◆ HOW TO COMPLETE THIS TASK
Could you retype, exactly as written, every line from the top of the records through the line that contains "Bits of precision"?

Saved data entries
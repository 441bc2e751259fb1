//! Adaptive probability models driven by the symbol codec.
//!
//! - [`AdaptiveBitModel`]: an 11-bit probability for binary decisions,
//!   coded arithmetically.
//! - [`QuasiAdaptiveHuffmanModel`]: symbol frequencies with periodically
//!   rebuilt, length-limited canonical Huffman codes. Rebuilds start
//!   frequent and slow down geometrically, so the model adapts quickly at
//!   the start of a stream and costs little to maintain later.
//!
//! Encoder and decoder update both models identically after every symbol,
//! which keeps their code tables in lockstep without transmitting them.

use std::cmp::Reverse;
use std::collections::BinaryHeap;

/// Bits of precision of [`AdaptiveBitModel`] probabilities.
pub const ARITH_PROB_BITS: u32 = 11;
/// Probability of one (and initial probability of zero times two).
pub const ARITH_PROB_ONE: u32 = 1 << ARITH_PROB_BITS;
/// Adaptation shift of [`AdaptiveBitModel`].
pub const ARITH_MOVE_BITS: u32 = 5;

/// Longest Huffman code the models produce.
pub const MAX_CODE_SIZE: usize = 16;

/// Frequency total that triggers halving.
const MAX_TOTAL_FREQ: u32 = 32768;
/// Upper bound of the rebuild interval.
const MAX_UPDATE_CYCLE: u32 = 32767;
/// Interval used when no explicit maximum is configured.
pub const DEFAULT_MAX_UPDATE_INTERVAL: u32 = 64;
/// Slow rate used when none is configured.
pub const DEFAULT_SLOW_RATE: u32 = 64;

/// Adaptive binary model: probability that the next bit is zero.
#[derive(Debug, Clone, Copy, PartialEq, Eq)]
pub struct AdaptiveBitModel {
    prob0: u16,
}

impl AdaptiveBitModel {
    /// Model with even odds.
    pub const fn new() -> Self {
        Self {
            prob0: (ARITH_PROB_ONE / 2) as u16,
        }
    }

    /// Restore even odds.
    pub fn reset(&mut self) {
        *self = Self::new();
    }

    /// Current probability of zero, scaled by `2^11`.
    #[inline]
    pub fn prob0(&self) -> u32 {
        self.prob0 as u32
    }

    /// Adapt towards `bit`.
    #[inline]
    pub fn update(&mut self, bit: bool) {
        if bit {
            self.prob0 -= self.prob0 >> ARITH_MOVE_BITS;
        } else {
            self.prob0 += ((ARITH_PROB_ONE - self.prob0 as u32) >> ARITH_MOVE_BITS) as u16;
        }
    }

    /// Estimated cost of coding `bit` in bits.
    pub fn cost(&self, bit: bool) -> f32 {
        let p0 = self.prob0 as f32 / ARITH_PROB_ONE as f32;
        let p = if bit { 1.0 - p0 } else { p0 };
        -p.log2()
    }
}

impl Default for AdaptiveBitModel {
    fn default() -> Self {
        Self::new()
    }
}

/// Canonical decode tables for one code length assignment.
#[derive(Debug, Clone, Default)]
struct DecodeTables {
    first_code: [i32; MAX_CODE_SIZE + 1],
    counts: [u32; MAX_CODE_SIZE + 1],
    offsets: [u32; MAX_CODE_SIZE + 1],
    /// Symbols ordered by (code size, symbol).
    sorted: Vec<u16>,
}

/// Frequency-driven Huffman model with a growing rebuild interval.
#[derive(Debug, Clone)]
pub struct QuasiAdaptiveHuffmanModel {
    total_syms: u32,
    sym_freq: Vec<u32>,
    code_sizes: Vec<u8>,
    codes: Vec<u16>,
    decode: DecodeTables,

    total_count: u32,
    update_cycle: u32,
    symbols_until_update: u32,
    max_cycle: u32,
    slow_rate: u32,
}

impl QuasiAdaptiveHuffmanModel {
    /// Model over `total_syms` symbols.
    ///
    /// `max_update_interval` bounds the rebuild interval (scaled by the
    /// alphabet size); `slow_rate / 32` is the interval growth factor per
    /// rebuild. Zero selects the defaults.
    pub fn new(total_syms: u32, max_update_interval: u32, slow_rate: u32) -> Self {
        let interval = if max_update_interval == 0 {
            DEFAULT_MAX_UPDATE_INTERVAL
        } else {
            max_update_interval
        };
        let slow_rate = if slow_rate == 0 {
            DEFAULT_SLOW_RATE
        } else {
            slow_rate
        };
        let max_cycle = (total_syms.max(24) + 6)
            .saturating_mul(interval)
            .min(MAX_UPDATE_CYCLE);

        let mut model = Self {
            total_syms,
            sym_freq: vec![1; total_syms as usize],
            code_sizes: vec![0; total_syms as usize],
            codes: vec![0; total_syms as usize],
            decode: DecodeTables::default(),
            total_count: total_syms,
            update_cycle: 0,
            symbols_until_update: 0,
            max_cycle,
            slow_rate,
        };
        model.reset();
        model
    }

    /// Flat frequencies, fresh code tables and a restarted cadence.
    pub fn reset(&mut self) {
        self.sym_freq.fill(1);
        self.total_count = self.total_syms;
        self.rebuild_codes();
        self.reset_update_rate();
    }

    /// Restart the rebuild cadence at its most frequent setting.
    pub fn reset_update_rate(&mut self) {
        self.update_cycle = ((self.total_syms.max(24) + 7) >> 3).min(self.max_cycle);
        self.symbols_until_update = self.update_cycle;
    }

    /// Alphabet size.
    pub fn total_syms(&self) -> u32 {
        self.total_syms
    }

    /// Code and code size for `sym`.
    #[inline]
    pub fn code(&self, sym: u32) -> (u32, u32) {
        (
            self.codes[sym as usize] as u32,
            self.code_sizes[sym as usize] as u32,
        )
    }

    /// Current code size of `sym` in bits.
    #[inline]
    pub fn cost(&self, sym: u32) -> u32 {
        self.code_sizes[sym as usize] as u32
    }

    /// Symbols left before the next rebuild.
    pub fn symbols_until_update(&self) -> u32 {
        self.symbols_until_update
    }

    /// Current rebuild interval.
    pub fn update_cycle(&self) -> u32 {
        self.update_cycle
    }

    /// Record an occurrence of `sym`. Returns whether the tables were rebuilt.
    pub fn record(&mut self, sym: u32) -> bool {
        self.sym_freq[sym as usize] += 1;
        self.total_count += 1;
        self.symbols_until_update -= 1;
        if self.symbols_until_update > 0 {
            return false;
        }

        while self.total_count >= MAX_TOTAL_FREQ {
            self.total_count = 0;
            for f in &mut self.sym_freq {
                *f = (*f >> 1) + 1;
                self.total_count += *f;
            }
        }
        self.rebuild_codes();

        let grown = self.update_cycle.saturating_mul(self.slow_rate) >> 5;
        self.update_cycle = grown.max(self.update_cycle + 1).min(self.max_cycle);
        self.symbols_until_update = self.update_cycle;
        true
    }

    /// Decode one symbol, pulling code bits from `next_bit`.
    ///
    /// Returns `None` if the bits do not form a code.
    pub fn decode_with(&self, mut next_bit: impl FnMut() -> u32) -> Option<u32> {
        let d = &self.decode;
        let mut code = 0i32;
        for len in 1..=MAX_CODE_SIZE {
            code = (code << 1) | next_bit() as i32;
            let index = code - d.first_code[len];
            if index >= 0 && (index as u32) < d.counts[len] {
                return Some(d.sorted[(d.offsets[len] + index as u32) as usize] as u32);
            }
        }
        None
    }

    fn rebuild_codes(&mut self) {
        build_code_sizes(&self.sym_freq, MAX_CODE_SIZE, &mut self.code_sizes);

        let mut counts = [0u32; MAX_CODE_SIZE + 1];
        for &size in &self.code_sizes {
            counts[size as usize] += 1;
        }
        counts[0] = 0;

        let mut next_code = [0u32; MAX_CODE_SIZE + 2];
        let mut first_code = [0i32; MAX_CODE_SIZE + 1];
        let mut offsets = [0u32; MAX_CODE_SIZE + 1];
        let mut code = 0u32;
        let mut offset = 0u32;
        for len in 1..=MAX_CODE_SIZE {
            code = (code + counts[len - 1]) << 1;
            next_code[len] = code;
            first_code[len] = code as i32;
            offsets[len] = offset;
            offset += counts[len];
        }

        let mut sorted = vec![0u16; offset as usize];
        let mut fill = offsets;
        for (sym, &size) in self.code_sizes.iter().enumerate() {
            if size == 0 {
                continue;
            }
            let size = size as usize;
            self.codes[sym] = next_code[size] as u16;
            next_code[size] += 1;
            sorted[fill[size] as usize] = sym as u16;
            fill[size] += 1;
        }

        self.decode = DecodeTables {
            first_code,
            counts,
            offsets,
            sorted,
        };
    }
}

/// Compute Huffman code sizes for `freq`, limited to `max_size` bits.
///
/// Every symbol with a nonzero frequency gets a code of at least one bit.
pub fn build_code_sizes(freq: &[u32], max_size: usize, sizes: &mut [u8]) {
    sizes.fill(0);

    // Symbols by ascending frequency; ties broken by symbol index.
    let mut syms: Vec<(u32, usize)> = freq
        .iter()
        .enumerate()
        .filter(|&(_, &f)| f > 0)
        .map(|(i, &f)| (f, i))
        .collect();
    match syms.len() {
        0 => return,
        1 => {
            sizes[syms[0].1] = 1;
            return;
        }
        _ => {}
    }
    syms.sort_unstable();

    // Leaves are 0..n, internal nodes n.. in creation order.
    let n = syms.len();
    let mut parent = vec![0usize; 2 * n - 1];
    let mut heap: BinaryHeap<Reverse<(u64, usize)>> = syms
        .iter()
        .enumerate()
        .map(|(i, &(f, _))| Reverse((f as u64, i)))
        .collect();
    let mut next = n;
    while heap.len() > 1 {
        let (Some(Reverse((wa, a))), Some(Reverse((wb, b)))) = (heap.pop(), heap.pop()) else {
            break;
        };
        parent[a] = next;
        parent[b] = next;
        heap.push(Reverse((wa + wb, next)));
        next += 1;
    }

    // Depth of each node; parents are created after their children.
    let root = 2 * n - 2;
    let mut depth = vec![0usize; 2 * n - 1];
    for node in (0..root).rev() {
        depth[node] = depth[parent[node]] + 1;
    }

    let mut num_codes = [0u32; 64];
    for &d in &depth[..n] {
        num_codes[d.min(max_size)] += 1;
    }
    enforce_max_code_size(&mut num_codes, max_size);

    // Longest codes go to the least frequent symbols.
    let mut leaf = 0;
    for size in (1..=max_size).rev() {
        for _ in 0..num_codes[size] {
            sizes[syms[leaf].1] = size as u8;
            leaf += 1;
        }
    }
}

/// Lengthen codes until the Kraft sum fits after clamping to `max_size`.
fn enforce_max_code_size(num_codes: &mut [u32; 64], max_size: usize) {
    let mut total: u64 = (1..=max_size)
        .map(|i| (num_codes[i] as u64) << (max_size - i))
        .sum();
    while total > 1u64 << max_size {
        num_codes[max_size] -= 1;
        if let Some(i) = (1..max_size).rev().find(|&i| num_codes[i] != 0) {
            num_codes[i] -= 1;
            num_codes[i + 1] += 2;
        }
        total -= 1;
    }
}

#[cfg(test)]
mod tests {
    use super::*;

    fn kraft_ok(sizes: &[u8], max: usize) -> bool {
        let sum: u64 = sizes
            .iter()
            .filter(|&&s| s > 0)
            .map(|&s| 1u64 << (max - s as usize))
            .sum();
        sum <= 1u64 << max
    }

    #[test]
    fn test_bit_model_adapts() {
        let mut model = AdaptiveBitModel::new();
        assert_eq!(model.prob0(), 1024);
        for _ in 0..100 {
            model.update(false);
        }
        assert!(model.prob0() > 1900);
        assert!(model.cost(false) < model.cost(true));
        for _ in 0..500 {
            model.update(true);
        }
        assert!(model.prob0() > 0 && model.prob0() < 100);
        model.reset();
        assert_eq!(model.prob0(), 1024);
    }

    #[test]
    fn test_code_sizes_simple() {
        let mut sizes = [0u8; 4];
        build_code_sizes(&[1, 1, 2, 4], 16, &mut sizes);
        assert_eq!(sizes, [3, 3, 2, 1]);

        let mut sizes = [0u8; 3];
        build_code_sizes(&[0, 5, 0], 16, &mut sizes);
        assert_eq!(sizes, [0, 1, 0]);
    }

    #[test]
    fn test_code_sizes_limited() {
        // Fibonacci frequencies produce a maximally deep tree.
        let mut freq = vec![1u32, 1];
        while freq.len() < 30 {
            let n = freq.len();
            freq.push(freq[n - 1] + freq[n - 2]);
        }
        let mut sizes = vec![0u8; freq.len()];
        build_code_sizes(&freq, 16, &mut sizes);
        assert!(sizes.iter().all(|&s| (1..=16).contains(&s)));
        assert!(kraft_ok(&sizes, 16));
        assert_eq!(sizes.iter().filter(|&&s| s == 16).count() % 2, 0);
    }

    #[test]
    fn test_huffman_model_extreme_tuning() {
        let mut model = QuasiAdaptiveHuffmanModel::new(256, u32::MAX, u32::MAX);
        let mut rebuilds = 0;
        for i in 0..200_000u32 {
            if model.record(i % 256) {
                rebuilds += 1;
            }
            assert!(model.update_cycle() >= 1 && model.update_cycle() <= MAX_UPDATE_CYCLE);
        }
        assert!(rebuilds > 2);
    }

    #[test]
    fn test_huffman_model_cadence() {
        let mut model = QuasiAdaptiveHuffmanModel::new(256, 64, 64);
        let first_cycle = model.update_cycle();
        assert_eq!(first_cycle, (256 + 7) >> 3);

        let mut rebuilds = 0;
        for i in 0..first_cycle {
            if model.record(i % 4) {
                rebuilds += 1;
            }
        }
        assert_eq!(rebuilds, 1);
        // Slow rate 64 doubles the interval.
        assert_eq!(model.update_cycle(), first_cycle * 2);
        // Frequent symbols got shorter codes.
        assert!(model.cost(0) < model.cost(200));

        for _ in 0..100_000 {
            model.record(7);
        }
        assert!(model.update_cycle() <= (256 + 6) * 64);
        assert!(model.cost(7) <= 2);

        model.reset_update_rate();
        assert_eq!(model.update_cycle(), first_cycle);
    }

    #[test]
    fn test_huffman_model_decode_matches_codes() {
        let mut model = QuasiAdaptiveHuffmanModel::new(40, 8, 36);
        for i in 0..500u32 {
            model.record((i * i) % 40 % 13);
        }
        for sym in 0..40 {
            let (code, size) = model.code(sym);
            let mut bit = size;
            let decoded = model.decode_with(|| {
                bit -= 1;
                (code >> bit) & 1
            });
            assert_eq!(decoded, Some(sym));
        }
    }

    #[test]
    fn test_slow_rate_32_grows_linearly() {
        let mut model = QuasiAdaptiveHuffmanModel::new(16, 4, 32);
        let cycle = model.update_cycle();
        for _ in 0..cycle {
            model.record(1);
        }
        assert_eq!(model.update_cycle(), cycle + 1);
    }
}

◆ EXERCISE RESULT
repository 441bc2e751259fb1
//! Adaptive probability models driven by the symbol codec.
//!
//! - [`AdaptiveBitModel`]: an 11-bit probability for binary decisions,
//!   coded arithmetically.
//! - [`QuasiAdaptiveHuffmanModel`]: symbol frequencies with periodically
//!   rebuilt, length-limited canonical Huffman codes. Rebuilds start
//!   frequent and slow down geometrically, so the model adapts quickly at
//!   the start of a stream and costs little to maintain later.
//!
//! Encoder and decoder update both models identically after every symbol,
//! which keeps their code tables in lockstep without transmitting them.

use std::cmp::Reverse;
use std::collections::BinaryHeap;

/// Bits of precision of [`AdaptiveBitModel`] probabilities.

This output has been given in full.